WORK TO COMPLETE —
When a line below contains the word "values", copy that line.

------------------------------------

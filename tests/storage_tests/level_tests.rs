//! Tests for LevelController
//!
//! These tests verify:
//! - Run registration and newest-first lookups
//! - Size accounting against capacity
//! - Reconstruction from the files in a level directory
//! - Quarantine of incomplete and unreadable runs
//! - Run id allocation

use std::fs;
use std::path::{Path, PathBuf};

use lsmkv::record::Record;
use lsmkv::storage::{LevelController, SortedRun};
use tempfile::TempDir;

// =============================================================================
// Helper Functions
// =============================================================================

fn setup_temp_level() -> (TempDir, PathBuf, PathBuf) {
    let temp_dir = TempDir::new().unwrap();
    let level_dir = temp_dir.path().join("level_0");
    let corrupt_dir = temp_dir.path().join("corrupt");
    (temp_dir, level_dir, corrupt_dir)
}

fn put(key: &str, value: &str) -> Record {
    Record::new(key.to_string(), value.to_string()).unwrap()
}

/// Write a run into `level` using its own id allocator and register it
fn add_run(level: &mut LevelController, records: &[Record]) -> SortedRun {
    let (id, files) = level.next_run_files();
    let run = SortedRun::fill(id, files, records).unwrap();
    level.add_run(run.clone());
    run
}

fn file_count(dir: &Path) -> usize {
    fs::read_dir(dir).map_or(0, |entries| entries.count())
}

// =============================================================================
// Basic Tests
// =============================================================================

#[test]
fn test_new_level_is_empty() {
    let (_temp, level_dir, _) = setup_temp_level();

    let level = LevelController::new(0, &level_dir, 1000).unwrap();

    assert!(level_dir.is_dir());
    assert!(level.is_empty());
    assert_eq!(level.size_bytes(), 0);
    assert_eq!(level.fill_ratio(), 0.0);
    assert!(level.key_range().is_none());
    assert_eq!(level.current_name_counter(), 1);
}

#[test]
fn test_run_ids_are_unique() {
    let (_temp, level_dir, _) = setup_temp_level();
    let level = LevelController::new(2, &level_dir, 1000).unwrap();

    let (first, first_files) = level.next_run_files();
    let (second, _) = level.next_run_files();

    assert_eq!(first, 1);
    assert_eq!(second, 2);
    assert_eq!(level.current_name_counter(), 3);
    assert!(first_files
        .data
        .ends_with("sst_l2_data_000001.bin"));
}

#[test]
fn test_get_newest_run_wins() {
    let (_temp, level_dir, _) = setup_temp_level();
    let mut level = LevelController::new(0, &level_dir, 1_000_000).unwrap();

    add_run(&mut level, &[put("a", "old"), put("b", "old")]);
    add_run(&mut level, &[put("b", "new")]);

    assert_eq!(level.get(b"a").unwrap().unwrap().value().as_ref(), b"old");
    assert_eq!(level.get(b"b").unwrap().unwrap().value().as_ref(), b"new");
    assert!(level.get(b"c").unwrap().is_none());
}

#[test]
fn test_get_tombstone_shadows_older_run() {
    let (_temp, level_dir, _) = setup_temp_level();
    let mut level = LevelController::new(0, &level_dir, 1_000_000).unwrap();

    add_run(&mut level, &[put("a", "1")]);
    add_run(&mut level, &[Record::tombstone("a").unwrap()]);

    assert!(level.get(b"a").unwrap().unwrap().is_deleted());
}

#[test]
fn test_remove_run() {
    let (_temp, level_dir, _) = setup_temp_level();
    let mut level = LevelController::new(0, &level_dir, 1_000_000).unwrap();
    let run = add_run(&mut level, &[put("a", "1")]);

    let removed = level.remove_run(run.id()).unwrap();

    assert_eq!(removed.id(), run.id());
    assert!(level.is_empty());
    assert!(level.remove_run(run.id()).is_none());
    // files are left for the caller
    assert!(run.files().exist());
}

// =============================================================================
// Size Accounting Tests
// =============================================================================

#[test]
fn test_size_and_budget() {
    let (_temp, level_dir, _) = setup_temp_level();
    let mut level = LevelController::new(0, &level_dir, 100).unwrap();

    let run = add_run(&mut level, &[put("a", "1")]);
    assert_eq!(level.size_bytes(), run.size_bytes());
    assert!(!level.is_over_budget());

    let values: Vec<Record> = (0..10).map(|i| put(&format!("k{}", i), "value")).collect();
    add_run(&mut level, &values);

    assert!(level.is_over_budget());
    assert!(level.fill_ratio() > 1.0);
    assert_eq!(level.fill_ratio(), level.size_bytes() as f64 / 100.0);
}

#[test]
fn test_key_range_spans_runs() {
    let (_temp, level_dir, _) = setup_temp_level();
    let mut level = LevelController::new(0, &level_dir, 1_000_000).unwrap();

    add_run(&mut level, &[put("m", "1"), put("p", "1")]);
    add_run(&mut level, &[put("c", "1"), put("f", "1")]);

    let (first, last) = level.key_range().unwrap();
    assert_eq!(first.as_ref(), b"c");
    assert_eq!(last.as_ref(), b"p");
}

// =============================================================================
// Reconstruction Tests
// =============================================================================

#[test]
fn test_open_reconstructs_runs() {
    let (_temp, level_dir, corrupt_dir) = setup_temp_level();
    {
        let mut level = LevelController::new(0, &level_dir, 1_000_000).unwrap();
        add_run(&mut level, &[put("a", "1")]);
        add_run(&mut level, &[put("a", "2")]);
    }

    let level = LevelController::open(0, &level_dir, 1_000_000, &corrupt_dir).unwrap();

    assert_eq!(level.run_count(), 2);
    let ids: Vec<u64> = level.runs().iter().map(|r| r.id()).collect();
    assert_eq!(ids, vec![1, 2]);
    assert_eq!(level.get(b"a").unwrap().unwrap().value().as_ref(), b"2");
    assert_eq!(level.current_name_counter(), 3);
}

#[test]
fn test_open_quarantines_incomplete_run() {
    let (_temp, level_dir, corrupt_dir) = setup_temp_level();
    let broken = {
        let mut level = LevelController::new(0, &level_dir, 1_000_000).unwrap();
        add_run(&mut level, &[put("a", "1")]);
        add_run(&mut level, &[put("b", "2")])
    };
    fs::remove_file(&broken.files().index).unwrap();

    let level = LevelController::open(0, &level_dir, 1_000_000, &corrupt_dir).unwrap();

    assert_eq!(level.run_count(), 1);
    assert!(level.get(b"b").unwrap().is_none());
    assert_eq!(file_count(&corrupt_dir), 2);
    assert!(!broken.files().data.exists());
    // the quarantined id is never reused
    assert_eq!(level.current_name_counter(), 3);
}

#[test]
fn test_open_quarantines_unreadable_run() {
    let (_temp, level_dir, corrupt_dir) = setup_temp_level();
    let broken = {
        let mut level = LevelController::new(0, &level_dir, 1_000_000).unwrap();
        add_run(&mut level, &[put("a", "1"), put("b", "2")])
    };
    let offsets = fs::read(&broken.files().offset).unwrap();
    fs::write(&broken.files().offset, &offsets[..5]).unwrap();

    let level = LevelController::open(0, &level_dir, 1_000_000, &corrupt_dir).unwrap();

    assert!(level.is_empty());
    assert_eq!(file_count(&corrupt_dir), 3);
    assert_eq!(file_count(&level_dir), 0);
}

#[test]
fn test_open_ignores_unrelated_files() {
    let (_temp, level_dir, corrupt_dir) = setup_temp_level();
    fs::create_dir_all(&level_dir).unwrap();
    fs::write(level_dir.join("notes.txt"), b"hello").unwrap();
    fs::write(level_dir.join("sst_l5_data_000001.bin"), b"wrong level").unwrap();

    let level = LevelController::open(0, &level_dir, 1_000_000, &corrupt_dir).unwrap();

    assert!(level.is_empty());
    assert!(!corrupt_dir.exists());
    assert_eq!(file_count(&level_dir), 2);
}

------------------------------------

SOLUTION —
    let values: Vec<Record> = (0..10).map(|i| put(&format!("k{}", i), "value")).collect();
    add_run(&mut level, &values);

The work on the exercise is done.